= Dataset extract =
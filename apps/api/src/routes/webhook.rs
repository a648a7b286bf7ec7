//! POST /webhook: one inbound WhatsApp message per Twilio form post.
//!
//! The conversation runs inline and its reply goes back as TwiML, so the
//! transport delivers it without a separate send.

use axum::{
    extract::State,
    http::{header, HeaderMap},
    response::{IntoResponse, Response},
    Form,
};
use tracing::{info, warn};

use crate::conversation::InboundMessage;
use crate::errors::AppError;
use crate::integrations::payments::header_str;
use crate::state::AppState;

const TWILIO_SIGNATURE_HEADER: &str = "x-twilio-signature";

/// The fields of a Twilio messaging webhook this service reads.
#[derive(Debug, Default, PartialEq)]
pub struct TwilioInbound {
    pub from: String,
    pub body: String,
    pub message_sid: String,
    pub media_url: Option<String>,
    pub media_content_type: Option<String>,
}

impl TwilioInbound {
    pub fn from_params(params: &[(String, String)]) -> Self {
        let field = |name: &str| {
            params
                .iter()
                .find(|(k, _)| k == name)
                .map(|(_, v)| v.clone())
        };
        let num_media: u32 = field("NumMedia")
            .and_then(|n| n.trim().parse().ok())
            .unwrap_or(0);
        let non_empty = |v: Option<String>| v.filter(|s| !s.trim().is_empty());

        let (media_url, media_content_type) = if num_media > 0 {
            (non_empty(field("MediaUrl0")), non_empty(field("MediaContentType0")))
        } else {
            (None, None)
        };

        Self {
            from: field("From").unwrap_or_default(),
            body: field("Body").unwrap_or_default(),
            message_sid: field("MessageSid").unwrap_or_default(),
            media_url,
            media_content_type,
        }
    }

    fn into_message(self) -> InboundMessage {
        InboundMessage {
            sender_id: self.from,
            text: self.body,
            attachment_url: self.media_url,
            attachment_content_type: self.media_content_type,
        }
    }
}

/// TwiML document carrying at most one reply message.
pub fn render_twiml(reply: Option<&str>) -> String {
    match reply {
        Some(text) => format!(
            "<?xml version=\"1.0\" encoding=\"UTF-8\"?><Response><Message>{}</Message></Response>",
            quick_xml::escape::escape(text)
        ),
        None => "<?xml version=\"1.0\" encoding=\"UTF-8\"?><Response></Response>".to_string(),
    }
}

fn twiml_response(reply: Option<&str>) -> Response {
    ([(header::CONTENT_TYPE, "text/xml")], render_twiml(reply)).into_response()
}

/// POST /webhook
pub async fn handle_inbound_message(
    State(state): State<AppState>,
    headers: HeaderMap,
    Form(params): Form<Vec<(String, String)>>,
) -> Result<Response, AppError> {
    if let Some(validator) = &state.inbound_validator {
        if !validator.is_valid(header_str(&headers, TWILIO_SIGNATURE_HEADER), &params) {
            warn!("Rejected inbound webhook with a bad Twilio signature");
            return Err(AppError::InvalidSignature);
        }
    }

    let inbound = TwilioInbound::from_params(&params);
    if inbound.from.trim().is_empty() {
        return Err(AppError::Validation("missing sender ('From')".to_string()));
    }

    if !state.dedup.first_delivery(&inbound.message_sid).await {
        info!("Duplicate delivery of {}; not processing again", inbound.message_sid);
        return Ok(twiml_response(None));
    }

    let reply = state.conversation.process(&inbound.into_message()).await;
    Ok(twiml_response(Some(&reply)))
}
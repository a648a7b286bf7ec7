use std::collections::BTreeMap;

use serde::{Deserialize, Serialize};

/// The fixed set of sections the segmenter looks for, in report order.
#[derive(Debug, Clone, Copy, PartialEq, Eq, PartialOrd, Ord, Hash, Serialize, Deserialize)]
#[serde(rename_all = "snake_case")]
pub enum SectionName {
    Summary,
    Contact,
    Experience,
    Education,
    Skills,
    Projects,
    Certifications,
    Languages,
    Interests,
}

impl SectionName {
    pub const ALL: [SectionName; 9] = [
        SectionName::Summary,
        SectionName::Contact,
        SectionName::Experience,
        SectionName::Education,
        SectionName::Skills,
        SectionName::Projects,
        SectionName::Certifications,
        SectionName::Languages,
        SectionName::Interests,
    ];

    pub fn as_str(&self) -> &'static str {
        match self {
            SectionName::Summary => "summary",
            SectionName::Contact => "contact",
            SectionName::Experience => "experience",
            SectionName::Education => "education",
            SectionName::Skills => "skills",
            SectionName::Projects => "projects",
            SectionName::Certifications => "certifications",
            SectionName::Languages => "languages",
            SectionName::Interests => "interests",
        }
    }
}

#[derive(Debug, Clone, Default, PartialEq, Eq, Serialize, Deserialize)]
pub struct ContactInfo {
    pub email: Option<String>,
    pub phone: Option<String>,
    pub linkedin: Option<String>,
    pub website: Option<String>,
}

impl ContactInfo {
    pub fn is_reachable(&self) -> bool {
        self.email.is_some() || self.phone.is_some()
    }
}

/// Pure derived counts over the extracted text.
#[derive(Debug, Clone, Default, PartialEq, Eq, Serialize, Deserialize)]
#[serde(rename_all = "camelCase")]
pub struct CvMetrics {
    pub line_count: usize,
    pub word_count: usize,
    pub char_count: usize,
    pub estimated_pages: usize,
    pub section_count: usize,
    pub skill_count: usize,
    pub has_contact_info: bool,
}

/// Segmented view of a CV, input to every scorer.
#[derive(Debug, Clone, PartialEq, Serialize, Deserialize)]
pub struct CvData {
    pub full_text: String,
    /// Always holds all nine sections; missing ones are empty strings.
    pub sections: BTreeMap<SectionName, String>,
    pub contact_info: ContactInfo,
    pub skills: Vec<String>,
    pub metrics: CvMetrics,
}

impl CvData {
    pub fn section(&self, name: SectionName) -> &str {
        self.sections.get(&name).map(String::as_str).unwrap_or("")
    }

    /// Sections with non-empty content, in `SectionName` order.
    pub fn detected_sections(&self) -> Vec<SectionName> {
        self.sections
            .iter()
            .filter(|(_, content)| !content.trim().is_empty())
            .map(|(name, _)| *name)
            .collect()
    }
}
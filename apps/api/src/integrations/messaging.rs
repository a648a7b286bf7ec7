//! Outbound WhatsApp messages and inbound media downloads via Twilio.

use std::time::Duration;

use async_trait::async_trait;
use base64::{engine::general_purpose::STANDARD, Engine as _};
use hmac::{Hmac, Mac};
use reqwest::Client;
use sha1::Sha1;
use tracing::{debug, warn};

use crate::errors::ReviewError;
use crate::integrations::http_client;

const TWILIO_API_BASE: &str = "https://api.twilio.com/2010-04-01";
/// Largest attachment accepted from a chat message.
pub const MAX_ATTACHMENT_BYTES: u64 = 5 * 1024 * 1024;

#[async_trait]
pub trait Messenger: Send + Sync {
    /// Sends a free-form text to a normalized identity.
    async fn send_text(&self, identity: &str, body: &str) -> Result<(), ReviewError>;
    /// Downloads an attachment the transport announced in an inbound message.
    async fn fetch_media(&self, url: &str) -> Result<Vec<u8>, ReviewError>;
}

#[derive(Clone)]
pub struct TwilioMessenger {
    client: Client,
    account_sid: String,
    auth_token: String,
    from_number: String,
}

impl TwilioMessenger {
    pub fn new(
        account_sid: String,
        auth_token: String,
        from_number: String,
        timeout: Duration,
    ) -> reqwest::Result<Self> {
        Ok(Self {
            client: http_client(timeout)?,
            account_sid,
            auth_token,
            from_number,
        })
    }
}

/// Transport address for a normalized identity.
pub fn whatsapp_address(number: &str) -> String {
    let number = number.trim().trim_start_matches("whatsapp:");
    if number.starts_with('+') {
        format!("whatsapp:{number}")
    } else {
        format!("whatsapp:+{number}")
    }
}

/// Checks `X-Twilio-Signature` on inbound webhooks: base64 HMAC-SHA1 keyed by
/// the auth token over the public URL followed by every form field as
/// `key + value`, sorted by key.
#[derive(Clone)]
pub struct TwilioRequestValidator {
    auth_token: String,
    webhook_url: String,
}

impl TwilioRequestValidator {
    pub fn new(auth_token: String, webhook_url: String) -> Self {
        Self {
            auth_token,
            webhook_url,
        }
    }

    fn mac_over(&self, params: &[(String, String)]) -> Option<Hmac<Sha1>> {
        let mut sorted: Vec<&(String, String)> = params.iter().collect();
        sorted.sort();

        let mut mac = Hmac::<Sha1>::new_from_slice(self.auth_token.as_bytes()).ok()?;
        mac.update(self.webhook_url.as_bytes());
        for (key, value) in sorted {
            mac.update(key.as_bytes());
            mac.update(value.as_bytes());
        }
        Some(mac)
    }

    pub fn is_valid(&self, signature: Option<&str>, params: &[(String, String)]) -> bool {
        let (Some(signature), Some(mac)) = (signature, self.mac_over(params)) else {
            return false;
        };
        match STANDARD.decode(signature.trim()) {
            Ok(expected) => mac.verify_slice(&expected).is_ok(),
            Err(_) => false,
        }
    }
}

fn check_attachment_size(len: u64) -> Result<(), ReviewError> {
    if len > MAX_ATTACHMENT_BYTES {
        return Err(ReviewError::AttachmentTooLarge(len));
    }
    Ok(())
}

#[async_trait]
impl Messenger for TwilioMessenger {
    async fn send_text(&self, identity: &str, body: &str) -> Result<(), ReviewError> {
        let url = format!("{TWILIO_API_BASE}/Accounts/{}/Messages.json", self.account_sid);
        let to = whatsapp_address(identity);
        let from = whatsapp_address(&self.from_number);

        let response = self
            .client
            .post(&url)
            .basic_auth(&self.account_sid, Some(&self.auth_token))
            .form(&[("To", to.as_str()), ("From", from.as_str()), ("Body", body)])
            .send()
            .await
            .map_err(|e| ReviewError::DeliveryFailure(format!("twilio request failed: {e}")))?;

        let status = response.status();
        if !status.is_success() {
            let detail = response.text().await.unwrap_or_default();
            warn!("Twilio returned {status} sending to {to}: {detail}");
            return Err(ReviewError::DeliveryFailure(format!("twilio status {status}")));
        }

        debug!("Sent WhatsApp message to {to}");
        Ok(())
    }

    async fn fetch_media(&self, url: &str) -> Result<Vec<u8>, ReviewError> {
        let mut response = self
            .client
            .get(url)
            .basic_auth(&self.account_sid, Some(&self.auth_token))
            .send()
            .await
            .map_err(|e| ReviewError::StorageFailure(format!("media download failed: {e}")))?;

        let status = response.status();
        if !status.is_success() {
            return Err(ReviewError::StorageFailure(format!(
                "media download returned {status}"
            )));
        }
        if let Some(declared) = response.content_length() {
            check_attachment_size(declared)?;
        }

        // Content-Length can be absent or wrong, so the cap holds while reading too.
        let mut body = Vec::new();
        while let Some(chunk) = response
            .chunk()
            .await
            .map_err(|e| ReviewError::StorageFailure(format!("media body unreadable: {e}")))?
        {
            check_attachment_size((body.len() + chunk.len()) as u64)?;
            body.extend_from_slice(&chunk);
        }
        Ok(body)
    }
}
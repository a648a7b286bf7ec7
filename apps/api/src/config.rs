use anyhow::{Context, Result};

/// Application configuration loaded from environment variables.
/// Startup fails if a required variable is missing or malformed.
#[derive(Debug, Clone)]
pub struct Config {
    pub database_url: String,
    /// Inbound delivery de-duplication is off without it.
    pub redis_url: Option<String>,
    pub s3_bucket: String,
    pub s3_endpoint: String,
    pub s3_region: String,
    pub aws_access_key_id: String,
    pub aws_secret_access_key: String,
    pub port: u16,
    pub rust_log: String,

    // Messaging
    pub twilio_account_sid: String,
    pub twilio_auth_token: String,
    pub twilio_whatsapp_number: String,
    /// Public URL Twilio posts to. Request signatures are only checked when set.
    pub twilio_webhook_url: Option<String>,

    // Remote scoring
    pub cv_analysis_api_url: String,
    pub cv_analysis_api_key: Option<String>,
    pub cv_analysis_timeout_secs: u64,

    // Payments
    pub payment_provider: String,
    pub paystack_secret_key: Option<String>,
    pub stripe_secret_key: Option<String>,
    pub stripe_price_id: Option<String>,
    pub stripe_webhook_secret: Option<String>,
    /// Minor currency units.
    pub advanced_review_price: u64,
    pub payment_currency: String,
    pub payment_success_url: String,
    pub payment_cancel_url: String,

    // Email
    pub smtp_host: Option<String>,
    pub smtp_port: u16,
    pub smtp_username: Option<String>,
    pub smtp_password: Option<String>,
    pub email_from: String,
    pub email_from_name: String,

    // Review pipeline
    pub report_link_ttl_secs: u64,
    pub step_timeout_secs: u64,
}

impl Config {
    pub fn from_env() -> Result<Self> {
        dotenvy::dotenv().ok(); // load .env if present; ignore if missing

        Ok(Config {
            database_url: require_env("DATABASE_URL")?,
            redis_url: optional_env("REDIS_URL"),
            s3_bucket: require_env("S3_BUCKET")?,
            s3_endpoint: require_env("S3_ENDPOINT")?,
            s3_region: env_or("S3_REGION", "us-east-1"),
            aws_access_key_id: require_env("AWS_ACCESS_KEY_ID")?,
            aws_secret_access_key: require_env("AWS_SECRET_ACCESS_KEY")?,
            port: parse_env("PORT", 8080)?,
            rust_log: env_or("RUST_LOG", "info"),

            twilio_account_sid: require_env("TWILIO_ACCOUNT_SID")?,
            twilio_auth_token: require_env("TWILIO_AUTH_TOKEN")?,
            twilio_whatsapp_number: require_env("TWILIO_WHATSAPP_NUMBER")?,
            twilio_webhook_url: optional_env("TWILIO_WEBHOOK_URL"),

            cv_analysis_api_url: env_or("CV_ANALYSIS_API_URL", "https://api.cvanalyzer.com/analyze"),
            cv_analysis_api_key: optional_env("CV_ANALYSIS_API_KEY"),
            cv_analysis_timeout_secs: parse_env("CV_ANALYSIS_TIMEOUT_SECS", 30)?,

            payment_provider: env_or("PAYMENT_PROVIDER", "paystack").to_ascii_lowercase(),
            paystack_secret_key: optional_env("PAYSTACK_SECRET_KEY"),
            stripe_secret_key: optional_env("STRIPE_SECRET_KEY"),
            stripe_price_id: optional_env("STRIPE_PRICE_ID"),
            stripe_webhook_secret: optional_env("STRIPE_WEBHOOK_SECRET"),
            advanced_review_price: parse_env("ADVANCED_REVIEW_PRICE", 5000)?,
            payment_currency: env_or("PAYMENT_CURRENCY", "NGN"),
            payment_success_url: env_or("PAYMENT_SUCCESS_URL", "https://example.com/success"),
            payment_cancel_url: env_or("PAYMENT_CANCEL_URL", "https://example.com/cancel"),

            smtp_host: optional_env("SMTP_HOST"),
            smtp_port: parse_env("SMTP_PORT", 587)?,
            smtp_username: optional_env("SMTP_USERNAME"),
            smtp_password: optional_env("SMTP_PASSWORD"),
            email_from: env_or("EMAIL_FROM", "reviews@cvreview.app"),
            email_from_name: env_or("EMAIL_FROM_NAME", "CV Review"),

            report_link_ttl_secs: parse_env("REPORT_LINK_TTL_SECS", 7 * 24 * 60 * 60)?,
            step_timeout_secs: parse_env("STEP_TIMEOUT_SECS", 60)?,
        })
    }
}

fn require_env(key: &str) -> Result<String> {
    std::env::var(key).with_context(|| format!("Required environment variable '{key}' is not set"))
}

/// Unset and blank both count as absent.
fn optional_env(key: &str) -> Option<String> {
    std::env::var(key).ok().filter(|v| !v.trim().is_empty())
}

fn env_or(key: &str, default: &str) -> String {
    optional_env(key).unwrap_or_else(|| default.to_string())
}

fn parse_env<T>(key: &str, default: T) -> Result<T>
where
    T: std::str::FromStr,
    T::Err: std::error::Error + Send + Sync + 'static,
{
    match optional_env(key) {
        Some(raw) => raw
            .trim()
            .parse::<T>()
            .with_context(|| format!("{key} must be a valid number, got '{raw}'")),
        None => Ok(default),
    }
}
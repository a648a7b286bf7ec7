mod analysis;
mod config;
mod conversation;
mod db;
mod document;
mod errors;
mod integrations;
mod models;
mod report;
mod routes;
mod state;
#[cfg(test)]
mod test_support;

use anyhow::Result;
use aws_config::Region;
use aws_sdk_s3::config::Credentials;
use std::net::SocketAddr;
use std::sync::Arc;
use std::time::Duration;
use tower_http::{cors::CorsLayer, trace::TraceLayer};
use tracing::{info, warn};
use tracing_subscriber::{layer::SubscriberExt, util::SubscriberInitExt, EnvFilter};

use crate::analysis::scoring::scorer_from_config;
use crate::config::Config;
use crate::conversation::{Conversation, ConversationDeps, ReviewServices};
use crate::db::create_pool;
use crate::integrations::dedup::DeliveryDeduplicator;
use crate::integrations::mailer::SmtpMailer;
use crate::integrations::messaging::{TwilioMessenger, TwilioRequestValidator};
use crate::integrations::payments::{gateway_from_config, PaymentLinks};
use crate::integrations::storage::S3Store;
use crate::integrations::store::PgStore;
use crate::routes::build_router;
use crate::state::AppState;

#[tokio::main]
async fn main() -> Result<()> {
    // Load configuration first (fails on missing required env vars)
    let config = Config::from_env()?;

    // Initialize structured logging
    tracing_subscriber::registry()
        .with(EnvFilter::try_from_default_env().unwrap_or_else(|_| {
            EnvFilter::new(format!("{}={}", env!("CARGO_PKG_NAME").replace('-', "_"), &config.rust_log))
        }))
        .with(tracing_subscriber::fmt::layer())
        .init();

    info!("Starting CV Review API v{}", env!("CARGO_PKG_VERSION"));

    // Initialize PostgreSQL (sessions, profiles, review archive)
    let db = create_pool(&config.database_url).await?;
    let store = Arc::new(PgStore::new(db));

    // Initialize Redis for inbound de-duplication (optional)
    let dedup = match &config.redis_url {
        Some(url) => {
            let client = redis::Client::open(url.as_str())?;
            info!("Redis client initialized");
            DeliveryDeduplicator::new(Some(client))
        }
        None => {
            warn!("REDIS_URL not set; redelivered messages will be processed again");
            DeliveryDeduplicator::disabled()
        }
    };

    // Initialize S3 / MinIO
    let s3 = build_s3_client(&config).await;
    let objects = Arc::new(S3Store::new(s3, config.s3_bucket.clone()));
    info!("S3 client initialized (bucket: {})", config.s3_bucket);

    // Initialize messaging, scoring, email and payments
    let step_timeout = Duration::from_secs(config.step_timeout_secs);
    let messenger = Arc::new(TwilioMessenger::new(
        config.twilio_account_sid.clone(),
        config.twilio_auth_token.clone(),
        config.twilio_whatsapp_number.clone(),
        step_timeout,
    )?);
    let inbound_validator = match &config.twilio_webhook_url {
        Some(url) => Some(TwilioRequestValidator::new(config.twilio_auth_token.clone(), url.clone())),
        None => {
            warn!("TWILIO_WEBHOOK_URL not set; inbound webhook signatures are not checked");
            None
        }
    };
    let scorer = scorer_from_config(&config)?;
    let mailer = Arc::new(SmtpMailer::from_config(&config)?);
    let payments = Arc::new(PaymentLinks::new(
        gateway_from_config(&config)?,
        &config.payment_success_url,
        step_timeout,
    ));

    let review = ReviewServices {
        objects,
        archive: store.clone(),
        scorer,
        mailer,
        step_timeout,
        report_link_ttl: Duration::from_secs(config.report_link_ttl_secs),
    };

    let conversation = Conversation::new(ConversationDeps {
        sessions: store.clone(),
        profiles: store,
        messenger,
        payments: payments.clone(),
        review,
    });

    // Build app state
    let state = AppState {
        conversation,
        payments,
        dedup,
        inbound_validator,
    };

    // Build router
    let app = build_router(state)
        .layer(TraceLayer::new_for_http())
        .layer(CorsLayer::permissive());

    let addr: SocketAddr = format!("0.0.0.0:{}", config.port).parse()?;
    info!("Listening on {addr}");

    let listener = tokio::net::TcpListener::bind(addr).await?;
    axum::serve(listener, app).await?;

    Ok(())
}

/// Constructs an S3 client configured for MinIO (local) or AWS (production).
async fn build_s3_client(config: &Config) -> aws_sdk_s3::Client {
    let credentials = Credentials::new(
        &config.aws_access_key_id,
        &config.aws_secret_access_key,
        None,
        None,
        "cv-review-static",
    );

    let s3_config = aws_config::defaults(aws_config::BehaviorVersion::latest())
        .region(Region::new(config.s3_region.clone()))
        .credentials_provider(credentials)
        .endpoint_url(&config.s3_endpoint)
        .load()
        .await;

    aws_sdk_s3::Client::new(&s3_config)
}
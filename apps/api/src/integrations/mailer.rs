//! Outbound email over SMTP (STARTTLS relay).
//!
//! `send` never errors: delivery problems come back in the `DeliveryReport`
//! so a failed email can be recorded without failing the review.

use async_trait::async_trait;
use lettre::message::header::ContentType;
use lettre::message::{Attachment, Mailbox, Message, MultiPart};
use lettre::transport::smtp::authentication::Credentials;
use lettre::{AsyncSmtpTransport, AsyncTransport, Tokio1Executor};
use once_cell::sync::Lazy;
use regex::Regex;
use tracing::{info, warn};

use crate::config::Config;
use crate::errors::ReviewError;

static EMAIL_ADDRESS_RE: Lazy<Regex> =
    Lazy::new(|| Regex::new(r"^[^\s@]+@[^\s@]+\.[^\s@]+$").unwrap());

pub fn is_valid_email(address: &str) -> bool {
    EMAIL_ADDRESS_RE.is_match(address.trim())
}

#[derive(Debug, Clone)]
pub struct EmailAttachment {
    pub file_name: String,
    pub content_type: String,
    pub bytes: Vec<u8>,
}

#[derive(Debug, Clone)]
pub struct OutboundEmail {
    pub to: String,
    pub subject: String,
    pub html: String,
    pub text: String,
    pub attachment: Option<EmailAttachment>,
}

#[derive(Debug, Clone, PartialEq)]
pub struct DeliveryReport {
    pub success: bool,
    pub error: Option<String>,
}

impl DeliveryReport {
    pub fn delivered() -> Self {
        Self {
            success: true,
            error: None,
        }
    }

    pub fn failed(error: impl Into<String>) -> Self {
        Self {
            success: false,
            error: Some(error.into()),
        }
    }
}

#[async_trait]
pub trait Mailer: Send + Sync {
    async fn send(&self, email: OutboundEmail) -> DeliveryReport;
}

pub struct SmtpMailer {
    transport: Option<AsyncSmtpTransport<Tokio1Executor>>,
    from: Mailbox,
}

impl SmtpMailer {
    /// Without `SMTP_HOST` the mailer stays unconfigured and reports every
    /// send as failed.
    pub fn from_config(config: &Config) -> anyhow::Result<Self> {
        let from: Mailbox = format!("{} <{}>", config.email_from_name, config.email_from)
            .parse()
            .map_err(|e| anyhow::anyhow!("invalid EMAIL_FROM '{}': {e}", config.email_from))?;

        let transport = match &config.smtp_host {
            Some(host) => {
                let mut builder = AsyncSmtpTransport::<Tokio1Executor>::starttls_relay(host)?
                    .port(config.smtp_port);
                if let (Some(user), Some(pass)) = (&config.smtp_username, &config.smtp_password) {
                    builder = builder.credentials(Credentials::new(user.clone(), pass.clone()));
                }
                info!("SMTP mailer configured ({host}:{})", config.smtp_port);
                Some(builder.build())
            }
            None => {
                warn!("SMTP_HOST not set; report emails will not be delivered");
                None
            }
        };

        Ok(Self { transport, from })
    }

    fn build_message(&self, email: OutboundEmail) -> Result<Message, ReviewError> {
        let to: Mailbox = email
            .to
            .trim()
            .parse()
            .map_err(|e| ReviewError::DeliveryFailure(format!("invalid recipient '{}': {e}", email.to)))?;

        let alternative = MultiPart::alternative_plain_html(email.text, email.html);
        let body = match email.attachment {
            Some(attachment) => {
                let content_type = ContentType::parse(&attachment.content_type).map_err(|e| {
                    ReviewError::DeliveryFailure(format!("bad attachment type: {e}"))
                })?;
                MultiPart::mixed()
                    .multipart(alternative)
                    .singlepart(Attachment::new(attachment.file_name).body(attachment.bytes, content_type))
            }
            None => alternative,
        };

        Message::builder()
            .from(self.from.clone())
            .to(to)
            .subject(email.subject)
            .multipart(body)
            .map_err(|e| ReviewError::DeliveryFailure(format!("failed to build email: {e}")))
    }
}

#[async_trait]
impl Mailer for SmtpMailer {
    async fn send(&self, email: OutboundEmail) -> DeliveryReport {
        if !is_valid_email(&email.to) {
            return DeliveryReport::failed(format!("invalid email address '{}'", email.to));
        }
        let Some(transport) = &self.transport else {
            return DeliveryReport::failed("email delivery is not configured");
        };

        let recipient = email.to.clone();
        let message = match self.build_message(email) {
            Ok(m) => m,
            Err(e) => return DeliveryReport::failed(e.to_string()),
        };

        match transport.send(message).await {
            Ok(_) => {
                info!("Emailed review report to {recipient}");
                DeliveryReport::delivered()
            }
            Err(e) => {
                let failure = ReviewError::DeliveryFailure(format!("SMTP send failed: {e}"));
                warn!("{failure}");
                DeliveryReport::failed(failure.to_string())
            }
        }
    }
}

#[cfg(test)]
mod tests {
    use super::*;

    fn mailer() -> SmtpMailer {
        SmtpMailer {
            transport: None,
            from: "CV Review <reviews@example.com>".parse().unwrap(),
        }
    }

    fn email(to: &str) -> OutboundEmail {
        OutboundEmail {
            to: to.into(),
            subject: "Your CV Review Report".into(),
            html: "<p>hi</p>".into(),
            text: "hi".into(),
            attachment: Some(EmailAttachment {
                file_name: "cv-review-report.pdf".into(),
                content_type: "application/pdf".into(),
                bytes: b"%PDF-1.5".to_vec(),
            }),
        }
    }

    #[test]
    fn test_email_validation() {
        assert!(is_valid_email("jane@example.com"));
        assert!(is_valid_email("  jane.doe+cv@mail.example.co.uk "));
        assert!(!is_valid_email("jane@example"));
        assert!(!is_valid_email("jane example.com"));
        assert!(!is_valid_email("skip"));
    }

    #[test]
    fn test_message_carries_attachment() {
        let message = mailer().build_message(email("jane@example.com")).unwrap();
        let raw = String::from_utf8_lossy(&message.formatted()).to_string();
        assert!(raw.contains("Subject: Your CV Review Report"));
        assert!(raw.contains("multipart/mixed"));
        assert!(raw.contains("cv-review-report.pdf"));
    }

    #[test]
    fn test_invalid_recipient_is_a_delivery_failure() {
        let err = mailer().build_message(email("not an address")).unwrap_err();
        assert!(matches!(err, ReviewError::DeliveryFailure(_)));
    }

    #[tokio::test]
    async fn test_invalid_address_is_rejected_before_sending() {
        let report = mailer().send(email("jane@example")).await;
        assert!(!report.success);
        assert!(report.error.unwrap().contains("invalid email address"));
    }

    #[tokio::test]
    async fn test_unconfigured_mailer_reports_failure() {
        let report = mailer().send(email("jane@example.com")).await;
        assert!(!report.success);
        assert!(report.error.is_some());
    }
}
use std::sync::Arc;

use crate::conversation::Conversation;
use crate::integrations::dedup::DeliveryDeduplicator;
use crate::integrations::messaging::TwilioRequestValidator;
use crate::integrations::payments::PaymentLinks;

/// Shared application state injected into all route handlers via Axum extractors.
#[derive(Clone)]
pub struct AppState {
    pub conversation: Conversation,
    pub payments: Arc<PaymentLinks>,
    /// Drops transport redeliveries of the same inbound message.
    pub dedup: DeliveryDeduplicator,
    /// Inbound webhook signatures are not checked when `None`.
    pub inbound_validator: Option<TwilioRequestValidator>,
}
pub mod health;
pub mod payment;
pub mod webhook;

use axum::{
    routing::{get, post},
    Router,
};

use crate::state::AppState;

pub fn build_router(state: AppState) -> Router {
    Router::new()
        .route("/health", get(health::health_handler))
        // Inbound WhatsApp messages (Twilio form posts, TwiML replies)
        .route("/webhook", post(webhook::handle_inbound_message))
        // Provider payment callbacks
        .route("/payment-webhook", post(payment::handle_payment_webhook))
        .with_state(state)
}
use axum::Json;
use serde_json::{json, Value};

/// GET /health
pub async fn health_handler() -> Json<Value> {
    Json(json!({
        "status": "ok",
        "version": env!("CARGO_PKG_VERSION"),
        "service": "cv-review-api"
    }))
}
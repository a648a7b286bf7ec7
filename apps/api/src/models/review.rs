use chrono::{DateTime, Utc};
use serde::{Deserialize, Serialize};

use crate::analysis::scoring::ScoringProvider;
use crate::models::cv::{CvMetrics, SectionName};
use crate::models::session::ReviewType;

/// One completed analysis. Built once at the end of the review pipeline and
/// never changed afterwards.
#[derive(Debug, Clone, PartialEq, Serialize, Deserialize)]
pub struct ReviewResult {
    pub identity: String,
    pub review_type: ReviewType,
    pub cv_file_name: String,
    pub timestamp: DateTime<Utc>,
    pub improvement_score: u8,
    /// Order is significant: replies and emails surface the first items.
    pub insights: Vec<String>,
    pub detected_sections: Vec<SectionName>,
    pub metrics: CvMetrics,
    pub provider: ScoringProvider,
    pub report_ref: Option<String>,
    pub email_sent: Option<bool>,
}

= Assigned task =
Whenever a line of the entries contains the string "configuration", copy that line.

= Exercise answer =
/// Application configuration loaded from environment variables.
    // Load configuration first (fails on missing required env vars)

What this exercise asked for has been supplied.